What the task requires: In the data below, how many lines include the string "reset"? Give only the number.

Data in this exercise:
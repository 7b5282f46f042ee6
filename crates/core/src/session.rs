//! Route rendering sessions.
//!
//! A [`RouteSession`] owns everything drawn for one selected line: one
//! polyline per direction and the line's stop markers. [`RouteSelection`]
//! tracks which line was asked for last and only lets that line's response
//! replace the current session.

use std::collections::HashSet;

use geo::LineString;
use mpk_transit::api_types::{Direction, RouteDetail, RouteResponse};
use mpk_transit::{LineIdentifier, TransitError, bounding_rect, direction_path, stop_location};
use palette::Srgb;
use serde::Serialize;

use crate::grouping::{RouteGroup, RouteGroupKey, group_directions};
use crate::map::{Color, Drawable, DrawableHandle, MapSurface, MarkerStyle, PathStyle, RoutePalette, remove_all};

#[derive(Debug, thiserror::Error, PartialEq, Eq)]
pub enum SessionError {
    #[error("no route group at index {0}")]
    UnknownGroup(usize),
    #[error("route session is closed")]
    Closed,
}

pub fn stop_marker_style() -> MarkerStyle {
    MarkerStyle::solid_color(4.0, Srgb::new(0xff, 0xff, 0xff)).with_border(1.0, Srgb::new(0, 0, 0))
}

/// Text shown for a stop in the side panel
#[derive(Clone, Debug, PartialEq, Serialize)]
pub struct StopListing {
    pub name: String,
    #[serde(skip_serializing_if = "Option::is_none")]
    pub street: Option<String>,
    /// Whether the stop has coordinates and appears on the map
    pub positioned: bool,
}

#[derive(Clone, Debug, PartialEq, Serialize)]
pub struct DirectionListing {
    pub direction_name: String,
    pub stops: Vec<StopListing>,
}

impl From<&Direction> for DirectionListing {
    fn from(direction: &Direction) -> Self {
        Self {
            direction_name: direction.direction_name.clone(),
            stops: direction
                .stops
                .iter()
                .map(|stop| StopListing {
                    name: stop.name.clone(),
                    street: stop.street.clone(),
                    positioned: stop.coordinates().is_some(),
                })
                .collect(),
        }
    }
}

#[derive(Debug)]
struct SessionDirection {
    name: String,
    color: Color,
    path: LineString,
    polyline: Option<DrawableHandle>,
}

#[derive(Debug)]
pub struct SessionGroup {
    key: RouteGroupKey,
    label: String,
    visible: bool,
    directions: Vec<SessionDirection>,
}

impl SessionGroup {
    pub fn key(&self) -> &RouteGroupKey {
        &self.key
    }

    pub fn label(&self) -> &str {
        &self.label
    }

    pub fn is_visible(&self) -> bool {
        self.visible
    }

    pub fn colors(&self) -> impl Iterator<Item = Color> + '_ {
        self.directions.iter().map(|d| d.color)
    }

    pub fn direction_names(&self) -> impl Iterator<Item = &str> {
        self.directions.iter().map(|d| d.name.as_str())
    }

    /// Number of this group's polylines currently on the map
    pub fn drawn_polylines(&self) -> usize {
        self.directions.iter().filter(|d| d.polyline.is_some()).count()
    }

    fn show(&mut self, surface: &mut dyn MapSurface) {
        for direction in &mut self.directions {
            if direction.polyline.is_none() {
                direction.polyline = Some(surface.add(Drawable::Polyline {
                    path: direction.path.clone(),
                    style: PathStyle::solid(direction.color),
                }));
            }
        }
        self.visible = true;
    }

    fn hide(&mut self, surface: &mut dyn MapSurface) {
        for direction in &mut self.directions {
            if let Some(handle) = direction.polyline.take() {
                surface.remove(handle);
            }
        }
        self.visible = false;
    }
}

#[derive(Debug)]
pub struct RouteSession {
    line: LineIdentifier,
    groups: Vec<SessionGroup>,
    stop_markers: Vec<DrawableHandle>,
    listing: Vec<DirectionListing>,
    closed: bool,
}

impl RouteSession {
    /// Draw a line's routes and fit the viewport to them. Whatever was on
    /// the map before stays; closing the previous session is up to the
    /// caller.
    pub fn open(
        surface: &mut dyn MapSurface,
        line: LineIdentifier,
        detail: &RouteDetail,
        palette: &RoutePalette,
    ) -> Self {
        let route_groups = group_directions(&detail.directions, palette);

        let mut session = Self {
            line,
            groups: Vec::with_capacity(route_groups.len()),
            stop_markers: Vec::new(),
            listing: detail.directions.iter().map(DirectionListing::from).collect(),
            closed: false,
        };
        session.draw_stops(surface, &route_groups);

        for group in route_groups {
            let mut session_group = SessionGroup {
                key: group.key,
                label: group.label,
                visible: false,
                directions: group
                    .directions
                    .into_iter()
                    .map(|d| SessionDirection {
                        path: direction_path(&d.direction),
                        name: d.direction.direction_name,
                        color: d.color,
                        polyline: None,
                    })
                    .collect(),
            };
            session_group.show(surface);
            session.groups.push(session_group);
        }

        let paths = session.groups.iter().flat_map(|g| g.directions.iter().map(|d| &d.path));
        if let Some(bounds) = bounding_rect(paths) {
            surface.fit_bounds(bounds);
        }

        tracing::info!(
            line = %session.line,
            groups = session.groups.len(),
            stops = session.stop_markers.len(),
            "Route session opened"
        );
        session
    }

    fn draw_stops(&mut self, surface: &mut dyn MapSurface, groups: &[RouteGroup]) {
        let mut seen: HashSet<&str> = HashSet::new();
        let stops = groups
            .iter()
            .flat_map(|g| g.directions.iter())
            .flat_map(|d| d.direction.stops.iter());

        for stop in stops {
            let Some(position) = stop_location(stop) else {
                continue;
            };
            if let Some(id) = stop.id.as_deref() {
                if !seen.insert(id) {
                    continue;
                }
            }
            let popup = match &stop.street {
                Some(street) => format!("{}\n{}", stop.name, street),
                None => stop.name.clone(),
            };
            self.stop_markers.push(surface.add(Drawable::Marker {
                position,
                style: stop_marker_style(),
                popup: Some(popup),
            }));
        }
    }

    pub fn line(&self) -> &LineIdentifier {
        &self.line
    }

    pub fn groups(&self) -> &[SessionGroup] {
        &self.groups
    }

    /// Every direction of the line, including those too short to draw
    pub fn listing(&self) -> &[DirectionListing] {
        &self.listing
    }

    pub fn stop_marker_count(&self) -> usize {
        self.stop_markers.len()
    }

    pub fn is_closed(&self) -> bool {
        self.closed
    }

    /// Show or hide one group's polylines. Stop markers are not affected.
    pub fn set_group_visible(
        &mut self,
        surface: &mut dyn MapSurface,
        index: usize,
        visible: bool,
    ) -> Result<(), SessionError> {
        if self.closed {
            return Err(SessionError::Closed);
        }
        let group = self
            .groups
            .get_mut(index)
            .ok_or(SessionError::UnknownGroup(index))?;
        if visible {
            group.show(surface);
        } else {
            group.hide(surface);
        }
        Ok(())
    }

    /// Flip a group's visibility, returning the new state
    pub fn toggle_group(&mut self, surface: &mut dyn MapSurface, index: usize) -> Result<bool, SessionError> {
        let visible = !self
            .groups
            .get(index)
            .ok_or(SessionError::UnknownGroup(index))?
            .visible;
        self.set_group_visible(surface, index, visible)?;
        Ok(visible)
    }

    /// Remove every drawable of this session. Safe to call more than once.
    pub fn close(&mut self, surface: &mut dyn MapSurface) {
        if self.closed {
            return;
        }
        for group in &mut self.groups {
            group.hide(surface);
        }
        remove_all(surface, &mut self.stop_markers);
        self.closed = true;
        tracing::debug!(line = %self.line, "Route session closed");
    }
}

/// Why a line could not be shown
#[derive(Clone, Debug, PartialEq, Eq, Serialize)]
pub struct Unavailable {
    pub line: LineIdentifier,
    pub error: String,
    #[serde(skip_serializing_if = "Option::is_none")]
    pub source: Option<String>,
}

/// Issued when a route fetch starts; hand it back with the fetch result
#[derive(Clone, Debug, PartialEq, Eq)]
pub struct OpenTicket {
    generation: u64,
    line: LineIdentifier,
}

impl OpenTicket {
    pub fn line(&self) -> &LineIdentifier {
        &self.line
    }
}

#[derive(Clone, Debug, PartialEq, Eq)]
pub enum OpenOutcome {
    Rendered { groups: usize, stop_markers: usize },
    Unavailable(Unavailable),
    /// A newer selection or a reset superseded this fetch
    Stale,
}

#[derive(Debug, Default)]
pub struct RouteSelection {
    active: Option<RouteSession>,
    pending: Option<LineIdentifier>,
    unavailable: Option<Unavailable>,
    issued: u64,
}

impl RouteSelection {
    pub fn new() -> Self {
        Self::default()
    }

    pub fn begin_open(&mut self, line: LineIdentifier) -> OpenTicket {
        self.issued += 1;
        self.pending = Some(line.clone());
        OpenTicket {
            generation: self.issued,
            line,
        }
    }

    pub fn complete(
        &mut self,
        surface: &mut dyn MapSurface,
        palette: &RoutePalette,
        ticket: OpenTicket,
        result: Result<RouteResponse, TransitError>,
    ) -> OpenOutcome {
        if ticket.generation != self.issued {
            tracing::debug!(line = %ticket.line, generation = ticket.generation, "Discarding stale route response");
            return OpenOutcome::Stale;
        }
        self.pending = None;

        let detail = match result {
            Ok(RouteResponse::Detail(detail)) => detail,
            Ok(RouteResponse::Unavailable(payload)) => {
                return self.mark_unavailable(Unavailable {
                    line: ticket.line,
                    error: payload.error,
                    source: payload.source,
                });
            }
            Err(error) => {
                tracing::warn!(line = %ticket.line, %error, "Route fetch failed");
                return self.mark_unavailable(Unavailable {
                    line: ticket.line,
                    error: error.to_string(),
                    source: None,
                });
            }
        };

        if let Some(mut previous) = self.active.take() {
            previous.close(surface);
        }
        let session = RouteSession::open(surface, ticket.line, &detail, palette);
        let outcome = OpenOutcome::Rendered {
            groups: session.groups().len(),
            stop_markers: session.stop_marker_count(),
        };
        self.active = Some(session);
        self.unavailable = None;
        outcome
    }

    fn mark_unavailable(&mut self, unavailable: Unavailable) -> OpenOutcome {
        self.unavailable = Some(unavailable.clone());
        OpenOutcome::Unavailable(unavailable)
    }

    /// Close the active session and discard any fetch still in flight
    pub fn reset(&mut self, surface: &mut dyn MapSurface) {
        self.issued += 1;
        self.pending = None;
        self.unavailable = None;
        if let Some(mut session) = self.active.take() {
            session.close(surface);
        }
    }

    pub fn active(&self) -> Option<&RouteSession> {
        self.active.as_ref()
    }

    pub fn active_mut(&mut self) -> Option<&mut RouteSession> {
        self.active.as_mut()
    }

    pub fn pending(&self) -> Option<&LineIdentifier> {
        self.pending.as_ref()
    }

    pub fn unavailable(&self) -> Option<&Unavailable> {
        self.unavailable.as_ref()
    }
}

Exercise solution: 2